#### [TASK DESCRIPTION]
Tally every line in the entries below that holds "DateTime", then give only the total.

#### [EXERCISE DATA]

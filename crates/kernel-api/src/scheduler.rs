//! Periodic producers. Each runs on its own task, sleeps its scaled interval, and pushes what
//! it produced through the hub. A failing or panicking tick is logged and the loop carries on.

use std::fmt;
use std::panic::AssertUnwindSafe;
use std::time::Duration;

use chrono::{DateTime, Local, Timelike, Utc};
use contracts::{
    DensityUpdate, MetroUpdate, MultiMetroUpdate, MultiZoneDensityUpdate, ProducerIntervals,
    StreamEvent, GRID_SIZE,
};
use futures_util::FutureExt;
use kernel_core::MonitorError;
use thiserror::Error;
use tokio::sync::watch;
use tokio::task::JoinHandle;
use tracing::{debug, error, info, warn};

use crate::hub::HubError;
use crate::state::AppState;

#[derive(Debug, Clone, Copy, PartialEq, Eq)]
pub enum Producer {
    Density,
    Metro,
    BusGps,
    Weather,
    Responders,
    Heartbeat,
}

impl Producer {
    pub const ALL: [Producer; 6] = [
        Producer::Density,
        Producer::Metro,
        Producer::BusGps,
        Producer::Weather,
        Producer::Responders,
        Producer::Heartbeat,
    ];

    pub fn name(self) -> &'static str {
        match self {
            Self::Density => "density",
            Self::Metro => "metro",
            Self::BusGps => "bus_gps",
            Self::Weather => "weather",
            Self::Responders => "responders",
            Self::Heartbeat => "heartbeat",
        }
    }

    pub fn interval(self, intervals: &ProducerIntervals) -> Duration {
        Duration::from_secs(match self {
            Self::Density => intervals.density_secs,
            Self::Metro => intervals.metro_secs,
            Self::BusGps => intervals.bus_secs,
            Self::Weather => intervals.weather_secs,
            Self::Responders => intervals.responders_secs,
            Self::Heartbeat => intervals.heartbeat_secs,
        })
    }

    /// Staggered start so the first burst after boot is spread out.
    pub fn initial_delay(self) -> Duration {
        Duration::from_secs(match self {
            Self::Density => 10,
            Self::Metro => 7,
            Self::BusGps => 5,
            Self::Weather => 1,
            Self::Responders => 3,
            Self::Heartbeat => 2,
        })
    }
}

impl fmt::Display for Producer {
    fn fmt(&self, f: &mut fmt::Formatter<'_>) -> fmt::Result {
        f.write_str(self.name())
    }
}

#[derive(Debug, Error)]
pub enum ProducerError {
    #[error(transparent)]
    Hub(#[from] HubError),
    #[error(transparent)]
    Monitor(#[from] MonitorError),
}

#[derive(Debug, Clone, Copy, PartialEq, Eq)]
pub enum TickOutcome {
    Ran,
    Paused,
    Failed,
    Panicked,
}

pub struct Scheduler {
    shutdown: watch::Sender<bool>,
    handles: Vec<JoinHandle<()>>,
}

impl Scheduler {
    pub fn spawn(state: AppState) -> Self {
        let (shutdown, signal) = watch::channel(false);
        let handles = Producer::ALL
            .into_iter()
            .map(|producer| tokio::spawn(run_producer(producer, state.clone(), signal.clone())))
            .collect();
        info!(producers = Producer::ALL.len(), "scheduler.started");
        Self { shutdown, handles }
    }

    /// Signals every producer and waits for them to leave their loops.
    pub async fn shutdown(self) {
        let _ = self.shutdown.send(true);
        for handle in self.handles {
            if let Err(err) = handle.await {
                warn!(error = %err, "scheduler.join_failed");
            }
        }
        info!("scheduler.stopped");
    }
}

async fn run_producer(producer: Producer, state: AppState, mut shutdown: watch::Receiver<bool>) {
    if !sleep_or_shutdown(producer.initial_delay(), &mut shutdown).await {
        return;
    }
    loop {
        cycle(producer, &state).await;
        let interval = state
            .control
            .scaled(producer.interval(&state.config.intervals));
        if !sleep_or_shutdown(interval, &mut shutdown).await {
            break;
        }
    }
    debug!(producer = %producer, "producer.stopped");
}

/// `false` once shutdown has been requested.
async fn sleep_or_shutdown(duration: Duration, shutdown: &mut watch::Receiver<bool>) -> bool {
    if *shutdown.borrow() {
        return false;
    }
    tokio::select! {
        _ = tokio::time::sleep(duration) => true,
        _ = shutdown.changed() => false,
    }
}

/// One scheduled invocation. Paused producers skip the work but keep their clock.
pub async fn cycle(producer: Producer, state: &AppState) -> TickOutcome {
    if state.control.is_paused() {
        return TickOutcome::Paused;
    }
    match AssertUnwindSafe(run_tick(producer, state, Utc::now()))
        .catch_unwind()
        .await
    {
        Ok(Ok(())) => TickOutcome::Ran,
        Ok(Err(err)) => {
            warn!(producer = %producer, error = %err, "producer.tick_failed");
            TickOutcome::Failed
        }
        Err(_) => {
            error!(producer = %producer, "producer.tick_panicked");
            TickOutcome::Panicked
        }
    }
}

pub async fn run_tick(
    producer: Producer,
    state: &AppState,
    now: DateTime<Utc>,
) -> Result<(), ProducerError> {
    match producer {
        Producer::Density => density_tick(state, now).await,
        Producer::Metro => metro_tick(state, now).await,
        Producer::BusGps => bus_tick(state, now).await,
        Producer::Weather => weather_tick(state, now).await,
        Producer::Responders => responders_tick(state, now).await,
        Producer::Heartbeat => heartbeat_tick(state, now).await,
    }
}

async fn density_tick(state: &AppState, now: DateTime<Utc>) -> Result<(), ProducerError> {
    let outcome = state
        .sim
        .lock()
        .await
        .density_tick(now, state.config.intervals.density_secs)?;

    let field = outcome.primary;
    let legacy = DensityUpdate {
        zone_id: field.zone_id,
        grid: field.grid,
        hotspots: field.hotspots,
        avg_density: field.avg_density,
        max_density: field.max_density,
        phase: field.phase,
        center_location: field.center,
        grid_size: GRID_SIZE,
        trend: outcome.trend,
        prediction: outcome.prediction,
        timestamp: now,
    };

    state.control.record_alerts(outcome.alerts.len());
    state.control.record_transitions(outcome.tick.transitions.len());
    let mut events = vec![
        StreamEvent::MultiZoneDensityUpdate(MultiZoneDensityUpdate {
            zones: outcome.tick.fields,
            summary: outcome.tick.summary,
            timestamp: now,
        }),
        StreamEvent::DensityUpdate(legacy),
    ];
    events.extend(outcome.alerts.into_iter().map(StreamEvent::Alert));
    publish(state, events).await
}

async fn metro_tick(state: &AppState, now: DateTime<Utc>) -> Result<(), ProducerError> {
    let hour = Local::now().hour();
    let outcome = state.sim.lock().await.metro_tick(hour, now);

    let mut events = Vec::new();
    if let Some(flow) = outcome.paired {
        events.push(StreamEvent::MetroUpdate(MetroUpdate {
            flow,
            trend: outcome.trend,
        }));
    }
    events.push(StreamEvent::MultiMetroUpdate(MultiMetroUpdate {
        stations: outcome.tick.flows,
        summary: outcome.tick.summary,
        timestamp: now,
    }));
    if let Some(alert) = outcome.alert {
        state.control.record_alerts(1);
        events.push(StreamEvent::Alert(alert));
    }
    publish(state, events).await
}

async fn bus_tick(state: &AppState, now: DateTime<Utc>) -> Result<(), ProducerError> {
    if state.hub.subscriber_count().await == 0 {
        return Ok(());
    }
    let update = match state.sources.live_buses(now).await {
        Some(update) => update,
        None => {
            let mut sim = state.sim.lock().await;
            sim.engine.demo_buses(state.config.weather.location, now)
        }
    };
    publish(state, vec![StreamEvent::GpsUpdate(update)]).await
}

async fn weather_tick(state: &AppState, now: DateTime<Utc>) -> Result<(), ProducerError> {
    if state.hub.subscriber_count().await == 0 {
        return Ok(());
    }
    let report = state.sources.weather(now).await;
    publish(state, vec![StreamEvent::WeatherUpdate(report)]).await
}

async fn responders_tick(state: &AppState, now: DateTime<Utc>) -> Result<(), ProducerError> {
    if state.hub.subscriber_count().await == 0 {
        return Ok(());
    }
    let update = {
        let mut sim = state.sim.lock().await;
        sim.engine.step_responders(now)
    };
    publish(state, vec![StreamEvent::FirstRespondersUpdate(update)]).await
}

async fn heartbeat_tick(state: &AppState, now: DateTime<Utc>) -> Result<(), ProducerError> {
    let active_connections = state.hub.subscriber_count().await;
    if active_connections == 0 {
        return Ok(());
    }
    let event = StreamEvent::Test {
        message: format!("Heartbeat: {active_connections} active connection(s)"),
        active_connections,
        timestamp: now,
    };
    publish(state, vec![event]).await
}

async fn publish(state: &AppState, events: Vec<StreamEvent>) -> Result<(), ProducerError> {
    for event in &events {
        let report = state.hub.broadcast(event).await?;
        debug!(kind = event.kind(), delivered = report.delivered, "producer.published");
    }
    state.control.record_messages(events.len());
    Ok(())
}

#[cfg(test)]
mod tests {
    use super::*;
    use contracts::SimulationConfig;
    use serde_json::Value;
    use tokio::sync::mpsc;

    fn offline_state() -> AppState {
        let mut config = SimulationConfig::default();
        config.bus_feed.url = None;
        config.seed = 11;
        AppState::new(config).expect("state")
    }

    async fn drain_kinds(rx: &mut mpsc::Receiver<crate::hub::Frame>) -> Vec<String> {
        let mut kinds = Vec::new();
        while let Ok(frame) = rx.try_recv() {
            let value: Value = serde_json::from_str(&frame).expect("json frame");
            kinds.push(value["type"].as_str().unwrap_or_default().to_string());
        }
        kinds
    }

    #[tokio::test]
    async fn density_tick_records_and_publishes() {
        let state = offline_state();
        let (tx, mut rx) = mpsc::channel(64);
        state.hub.register(tx).await.expect("register");

        assert_eq!(cycle(Producer::Density, &state).await, TickOutcome::Ran);

        let kinds = drain_kinds(&mut rx).await;
        assert_eq!(&kinds[..3], ["connection", "multi_zone_density_update", "density_update"]);
        assert!(kinds[3..].iter().all(|kind| kind == "alert"));

        let sim = state.sim.lock().await;
        assert_eq!(sim.engine.tick(), 1);
        assert_eq!(sim.history.density().len(), 1);
        assert!(sim.latest_summary.is_some());
        assert_eq!(state.control.stats().total_messages, kinds.len() as u64 - 1);
    }

    #[tokio::test]
    async fn paused_producers_do_not_advance() {
        let state = offline_state();
        state.control.set_paused(true);
        assert_eq!(cycle(Producer::Density, &state).await, TickOutcome::Paused);
        assert_eq!(state.sim.lock().await.engine.tick(), 0);

        state.control.set_paused(false);
        assert_eq!(cycle(Producer::Density, &state).await, TickOutcome::Ran);
        assert_eq!(state.sim.lock().await.engine.tick(), 1);
    }

    #[tokio::test]
    async fn metro_tick_tracks_paired_station() {
        let state = offline_state();
        let (tx, mut rx) = mpsc::channel(64);
        state.hub.register(tx).await.expect("register");

        run_tick(Producer::Metro, &state, Utc::now()).await.expect("metro tick");

        let kinds = drain_kinds(&mut rx).await;
        assert_eq!(&kinds[..3], ["connection", "metro_update", "multi_metro_update"]);
        let sim = state.sim.lock().await;
        assert_eq!(sim.history.metro().len(), 1);
        assert_eq!(
            sim.latest_metro.as_ref().map(|flow| flow.station_id.as_str()),
            Some("mg_road")
        );
    }

    #[tokio::test]
    async fn feeds_stay_quiet_without_subscribers() {
        let state = offline_state();
        for producer in [
            Producer::BusGps,
            Producer::Weather,
            Producer::Responders,
            Producer::Heartbeat,
        ] {
            run_tick(producer, &state, Utc::now()).await.expect("tick");
        }
        assert_eq!(state.control.stats().total_messages, 0);

        let (tx, mut rx) = mpsc::channel(64);
        state.hub.register(tx).await.expect("register");
        run_tick(Producer::BusGps, &state, Utc::now()).await.expect("bus tick");
        run_tick(Producer::Heartbeat, &state, Utc::now()).await.expect("heartbeat");

        let frames: Vec<Value> = std::iter::from_fn(|| rx.try_recv().ok())
            .map(|frame| serde_json::from_str(&frame).expect("json"))
            .collect();
        assert_eq!(frames[1]["type"], "gps_update");
        assert_eq!(frames[1]["status"], "demo");
        assert_eq!(frames[1]["count"], 8);
        assert_eq!(frames[2]["type"], "test");
        assert_eq!(frames[2]["active_connections"], 1);
    }

    #[tokio::test]
    async fn shutdown_stops_sleeping_producers() {
        let state = offline_state();
        let scheduler = Scheduler::spawn(state.clone());
        tokio::time::timeout(Duration::from_secs(5), scheduler.shutdown())
            .await
            .expect("producers stop promptly");
        assert_eq!(state.sim.lock().await.engine.tick(), 0);
    }
}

#### [RESULT]
8